Best practice to forward a Signal by using a 2.4GHz Module

arduinoidentificationpwmRFwireless

I want to control the speed of a motor by using a 2.4 GHz receiver. I regulate the speed by sending an PWM-Info to the motor.

Its working great, if I use an arduiono and lots of wires. But I have to seperate the arduino and the motor, because the motor has to be portable. So I want to use a 2.4GHz transmitter module for arduino to control the motor.

I'd like to use this module, to receive the current frequence from the arduino and forward it to the pwm port: https://www.sparkfun.com/products/152

Is this possible as I imagine it? Is there anything else I need? When I could use an arduino, this would be very easy, but my solution has to be small. The smaller it becomes, the better.

In another scenario I use the arduino to control multiple motors at the same time, each motor has its own receiver. How can I identify the modules, so I can set the frequency for each motor.

Best Answer

That module gives you low level access to the radio -- e.g. you're not going to be sending high level prototcol data. Yes -- it's trivial for you to send any arbitrary message to the radio and have your arduino interpret the message as you please (set pwm duty cycle etc). You shouldn't need to do a whole lot else to get proof of concept. If you need super long range 0 dBm might not cut it, but it's definitely OK for several meters.

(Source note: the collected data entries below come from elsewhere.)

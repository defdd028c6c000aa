/// Orchestration of the active back ends for whole documents.
use std::sync::{Arc, Mutex, PoisonError};
use std::time::Duration;

use serde::{Deserialize, Serialize};
use tracing::{debug, info};

use super::{
    CodeLensRenderer, DiagnosticRenderer, GutterIconRenderer, InspectActionLenses,
    InspectionRenderer, RendererKind, RulerHighlightRenderer, Surface,
};
use crate::cache::InspectionCache;
use crate::debounce::Debouncer;
use crate::inspection::Finding;
use crate::symbols::{Document, OutlineError, OutlineProvider};

pub const DEFAULT_RERENDER_DELAY: Duration = Duration::from_millis(800);

/// Which back ends are enabled. All false selects the default subset.
#[derive(Debug, Clone, Default, PartialEq, Eq, Serialize, Deserialize)]
pub struct RendererSettings {
    #[serde(default)]
    pub diagnostics: bool,
    #[serde(default)]
    pub gutter_icons: bool,
    #[serde(default)]
    pub code_lenses: bool,
    #[serde(default)]
    pub ruler_highlights: bool,
    /// The host cannot show code lenses; the default subset then uses
    /// gutter icons instead.
    #[serde(default)]
    pub code_lens_disabled: bool,
}

impl RendererSettings {
    pub fn enabled_kinds(&self) -> Vec<RendererKind> {
        let explicit: Vec<RendererKind> = [
            (self.diagnostics, RendererKind::Diagnostics),
            (self.gutter_icons, RendererKind::GutterIcons),
            (self.code_lenses, RendererKind::CodeLenses),
            (self.ruler_highlights, RendererKind::RulerHighlights),
        ]
        .into_iter()
        .filter_map(|(on, kind)| on.then_some(kind))
        .collect();
        if !explicit.is_empty() {
            return explicit;
        }
        vec![
            RendererKind::Diagnostics,
            RendererKind::RulerHighlights,
            if self.code_lens_disabled {
                RendererKind::GutterIcons
            } else {
                RendererKind::CodeLenses
            },
        ]
    }
}

pub struct DocumentRenderer {
    available: Vec<Arc<dyn InspectionRenderer>>,
    active: Mutex<Vec<Arc<dyn InspectionRenderer>>>,
    actions: InspectActionLenses,
    cache: Arc<InspectionCache>,
    outline: Arc<dyn OutlineProvider>,
    debouncer: Debouncer,
    rerender_delay: Duration,
}

impl DocumentRenderer {
    /// Orchestrator with one back end per kind, none of them active until
    /// [`reload`](Self::reload).
    pub fn new(
        surface: Arc<dyn Surface>,
        cache: Arc<InspectionCache>,
        outline: Arc<dyn OutlineProvider>,
    ) -> Self {
        let available: Vec<Arc<dyn InspectionRenderer>> = vec![
            Arc::new(DiagnosticRenderer::new(Arc::clone(&surface))),
            Arc::new(GutterIconRenderer::new(Arc::clone(&surface))),
            Arc::new(CodeLensRenderer::new(Arc::clone(&surface))),
            Arc::new(RulerHighlightRenderer::new(Arc::clone(&surface))),
        ];
        Self {
            available,
            active: Mutex::new(Vec::new()),
            actions: InspectActionLenses::new(surface),
            cache,
            outline,
            debouncer: Debouncer::new(),
            rerender_delay: DEFAULT_RERENDER_DELAY,
        }
    }

    pub fn with_rerender_delay(mut self, delay: Duration) -> Self {
        self.rerender_delay = delay;
        self
    }

    /// Activate exactly the back ends `settings` enables. Back ends that
    /// drop out are uninstalled; the rest are (re)installed.
    pub fn reload(&self, settings: &RendererSettings) -> Vec<RendererKind> {
        let kinds = settings.enabled_kinds();
        let mut active = self.active.lock().unwrap_or_else(PoisonError::into_inner);
        active.clear();
        for renderer in &self.available {
            if kinds.contains(&renderer.kind()) {
                renderer.install();
                active.push(Arc::clone(renderer));
            } else {
                renderer.uninstall();
            }
        }
        info!(
            "renderers: {}",
            kinds.iter().map(|k| k.name()).collect::<Vec<_>>().join(",")
        );
        kinds
    }

    pub fn active_kinds(&self) -> Vec<RendererKind> {
        self.active_renderers().iter().map(|r| r.kind()).collect()
    }

    fn active_renderers(&self) -> Vec<Arc<dyn InspectionRenderer>> {
        self.active
            .lock()
            .unwrap_or_else(PoisonError::into_inner)
            .clone()
    }

    pub fn install(&self) {
        self.active_renderers().iter().for_each(|r| r.install());
    }

    pub fn uninstall(&self) {
        self.active_renderers().iter().for_each(|r| r.uninstall());
    }

    pub fn clear(&self, document: Option<&str>) {
        self.active_renderers().iter().for_each(|r| r.clear(document));
    }

    pub fn render_inspections(&self, document: &Document, findings: &[Finding]) {
        self.active_renderers()
            .iter()
            .for_each(|r| r.render_inspections(document, findings));
    }

    /// Redraw the document from the cache: valid findings only, stale
    /// units show nothing.
    pub async fn rerender(&self, document: &Document) -> Result<(), OutlineError> {
        let units = self.outline.code_units(document)?;
        let top_level = self.outline.top_level_types(document)?;
        self.actions.rerender(document, &top_level);

        let findings = self.cache.get_all_valid(document, &units).await;
        debug!("rerender {} with {} finding(s)", document.key(), findings.len());
        self.active_renderers()
            .iter()
            .for_each(|r| r.rerender(document, &findings));
        Ok(())
    }

    /// Clear the document now and [`rerender`](Self::rerender) once edits
    /// settle. `Ok(false)` when a later call took over.
    pub async fn rerender_debounced(&self, document: &Document) -> Result<bool, OutlineError> {
        self.clear(Some(document.key()));
        let done = self
            .debouncer
            .schedule(document.key(), self.rerender_delay, || self.rerender(document))
            .await
            .transpose()?;
        Ok(done.is_some())
    }

    pub fn inspect_actions(&self) -> &InspectActionLenses {
        &self.actions
    }
}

With regards to your second question: there are a million ways to identify the different radios. The most expensive and worst way is to have a different transmitter for each receiver. It's obvious why this is a bad solution. All your other solutions will require you to implement some kind of higher level protocol. There are lots and lots and lots of options here (this is a whole area of academic research). I used a similar Nordic radio several years ago and it had different channels you could utilize. That can help you (e.g. put one receiver on one channel), but it obviously doesn't scale well (e.g. if you have more devices than channels you're back to square one. Equally importantly you might not want to use certain channels -- they might be noisy, have poor PRR, etc). One simple, but not particularly robust (from the networking perspective) is to invent a protocol wherein you blast a message and depending on the contents of that message one and only one receiver responds. Your arduino will have to implement whatever protocol you want so obviously you can't go crazy with the complexity (e.g. you probably don't want to implement posix sockets). For a few motors (less than 10) you'll probably be OK doing something like this provided that you don't have stringent latency requirements.